How to Forecast Customer Sales Volume Using Machine Learning?
- Executive Summary
1. EXECUTIVE SUMMARY
In this article, we will see how to predict customer sales volume using transaction history and demographics datasets. We conclude that a Simple Linear Regression could use annual income as a strong predictor for future sales.
This case study is part of the “Introduction to Predictive Analytics using Python” in the University of Edinburgh Predictive Analytics using Python MicroMasters program. The project’s scope is to build a well-performing predictive model that predicts the customer sales volume using demographic and transaction data.
3.1 Analytic Approach and Data Requirements
The predictive analytics approach is selected as we need to predict a continuous number. Along the way, we cover the classic KDD (Knowledge Discovery in Databases) cycle, including data cleaning, data selection and transformation, data mining, resulting in knowledge.
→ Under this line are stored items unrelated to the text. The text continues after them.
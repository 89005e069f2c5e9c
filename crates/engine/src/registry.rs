use std::collections::hash_map::Entry;
use std::collections::{HashMap, HashSet};

use tracing::warn;

use crate::entity::EntityId;

/// Context state that can be dropped once it is back at baseline.
pub trait TrackedContext {
    /// True when no counter or persisted field carries information.
    fn is_vacant(&self) -> bool;
}

#[derive(Debug, Clone, Copy, PartialEq, Eq)]
pub enum SweepAction {
    Keep,
    Deactivate,
    Evict,
}

#[derive(Debug, Clone, Copy, PartialEq, Eq)]
pub enum Residency {
    Active,
    Dormant,
    Evicted,
}

#[derive(Debug, Clone, Copy, Default, PartialEq, Eq)]
pub struct SweepSummary {
    pub visited: usize,
    pub kept: usize,
    pub deactivated: usize,
    pub evicted: usize,
    pub orphans_healed: usize,
}

/// Per-entity contexts of one kind plus the subset needing scheduled work.
///
/// Every active key has a context in the primary map. Mutation during a
/// sweep is collected and applied once the sweep has visited every key.
#[derive(Debug)]
pub struct ContextRegistry<V> {
    kind: &'static str,
    contexts: HashMap<EntityId, V>,
    active: HashSet<EntityId>,
}

impl<V> ContextRegistry<V> {
    pub fn new(kind: &'static str) -> Self {
        Self {
            kind,
            contexts: HashMap::new(),
            active: HashSet::new(),
        }
    }

    pub fn kind(&self) -> &'static str {
        self.kind
    }

    /// Returns the context and whether it already existed. A new context is
    /// not marked active.
    pub fn get_or_create(&mut self, key: EntityId) -> (&mut V, bool)
    where
        V: Default,
    {
        match self.contexts.entry(key) {
            Entry::Occupied(entry) => (entry.into_mut(), true),
            Entry::Vacant(entry) => (entry.insert(V::default()), false),
        }
    }

    pub fn insert(&mut self, key: EntityId, context: V) -> Option<V> {
        self.contexts.insert(key, context)
    }

    pub fn get(&self, key: EntityId) -> Option<&V> {
        self.contexts.get(&key)
    }

    pub fn get_mut(&mut self, key: EntityId) -> Option<&mut V> {
        self.contexts.get_mut(&key)
    }

    pub fn contains(&self, key: EntityId) -> bool {
        self.contexts.contains_key(&key)
    }

    pub fn remove(&mut self, key: EntityId) -> Option<V> {
        self.active.remove(&key);
        self.contexts.remove(&key)
    }

    /// Returns false, leaving the index untouched, when `key` has no context.
    pub fn mark_active(&mut self, key: EntityId) -> bool {
        if !self.contexts.contains_key(&key) {
            warn!(kind = self.kind, entity = %key, "mark_active_without_context");
            return false;
        }
        self.active.insert(key);
        true
    }

    pub fn mark_inactive(&mut self, key: EntityId) -> bool {
        self.active.remove(&key)
    }

    pub fn is_active(&self, key: EntityId) -> bool {
        self.active.contains(&key)
    }

    /// Puts `key` in the active index when work is pending; otherwise takes
    /// it out and evicts the context if it has returned to baseline.
    pub fn settle(&mut self, key: EntityId, pending: bool) -> Residency
    where
        V: TrackedContext,
    {
        if pending {
            return if self.mark_active(key) {
                Residency::Active
            } else {
                Residency::Evicted
            };
        }

        self.active.remove(&key);
        match self.contexts.get(&key) {
            Some(context) if context.is_vacant() => {
                self.contexts.remove(&key);
                Residency::Evicted
            }
            Some(_) => Residency::Dormant,
            None => Residency::Evicted,
        }
    }

    pub fn len(&self) -> usize {
        self.contexts.len()
    }

    pub fn is_empty(&self) -> bool {
        self.contexts.is_empty()
    }

    pub fn active_len(&self) -> usize {
        self.active.len()
    }

    pub fn keys_sorted(&self) -> Vec<EntityId> {
        let mut keys = self.contexts.keys().copied().collect::<Vec<_>>();
        keys.sort_unstable();
        keys
    }

    pub fn active_keys(&self) -> Vec<EntityId> {
        let mut keys = self.active.iter().copied().collect::<Vec<_>>();
        keys.sort_unstable();
        keys
    }

    pub fn iter(&self) -> impl Iterator<Item = (EntityId, &V)> {
        self.contexts.iter().map(|(key, context)| (*key, context))
    }

    /// Visits a snapshot of the active index. Deactivations and evictions
    /// requested by `visit` are applied after the last visit.
    pub fn for_each_active<F>(&mut self, mut visit: F) -> SweepSummary
    where
        F: FnMut(EntityId, &mut V) -> SweepAction,
    {
        let snapshot = self.active_keys();
        let mut summary = SweepSummary::default();
        let mut deactivate = Vec::new();
        let mut evict = Vec::new();

        for key in snapshot {
            let Some(context) = self.contexts.get_mut(&key) else {
                warn!(kind = self.kind, entity = %key, "orphaned_active_entry");
                self.active.remove(&key);
                summary.orphans_healed += 1;
                continue;
            };

            summary.visited += 1;
            match visit(key, context) {
                SweepAction::Keep => summary.kept += 1,
                SweepAction::Deactivate => deactivate.push(key),
                SweepAction::Evict => evict.push(key),
            }
        }

        summary.deactivated = deactivate.len();
        summary.evicted = evict.len();
        for key in deactivate {
            self.active.remove(&key);
        }
        for key in evict {
            self.remove(key);
        }
        summary
    }

    /// Drops contexts for which `keep` returns false. Returns how many went.
    pub fn retain<F>(&mut self, mut keep: F) -> usize
    where
        F: FnMut(EntityId, &V) -> bool,
    {
        let before = self.contexts.len();
        self.contexts.retain(|key, context| keep(*key, context));
        let contexts = &self.contexts;
        self.active.retain(|key| contexts.contains_key(key));
        before - self.contexts.len()
    }

    pub fn clear(&mut self) {
        self.contexts.clear();
        self.active.clear();
    }

    #[cfg(test)]
    pub(crate) fn force_active(&mut self, key: EntityId) {
        self.active.insert(key);
    }
}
The model culminates in a simple regression model as an example of a predicting model leading to conclusions. Since we use a simple linear regression, the data has to be in a numeric format.
There were two possible ways to approach the sales forecasting problem given the dataset: aggregate sales volume by the customer or by the product. In this case study, we take the former approach.
We work with two datasets imported in a CSV format: CS_Purchase_data and CS_Customer_data.
Dataset 1: CS_Purchase_data
The first dataset contains 50000 transactions on customer demographic data and the product data with the “Purchase” feature signifying the purchase amount. The variables are as follows:
Since the exercise approach is to predict the transactions by customer, we drop the product features ‘Product_ID’,’Product_Category_1',’Product_Category_2',’Product_Category_3'.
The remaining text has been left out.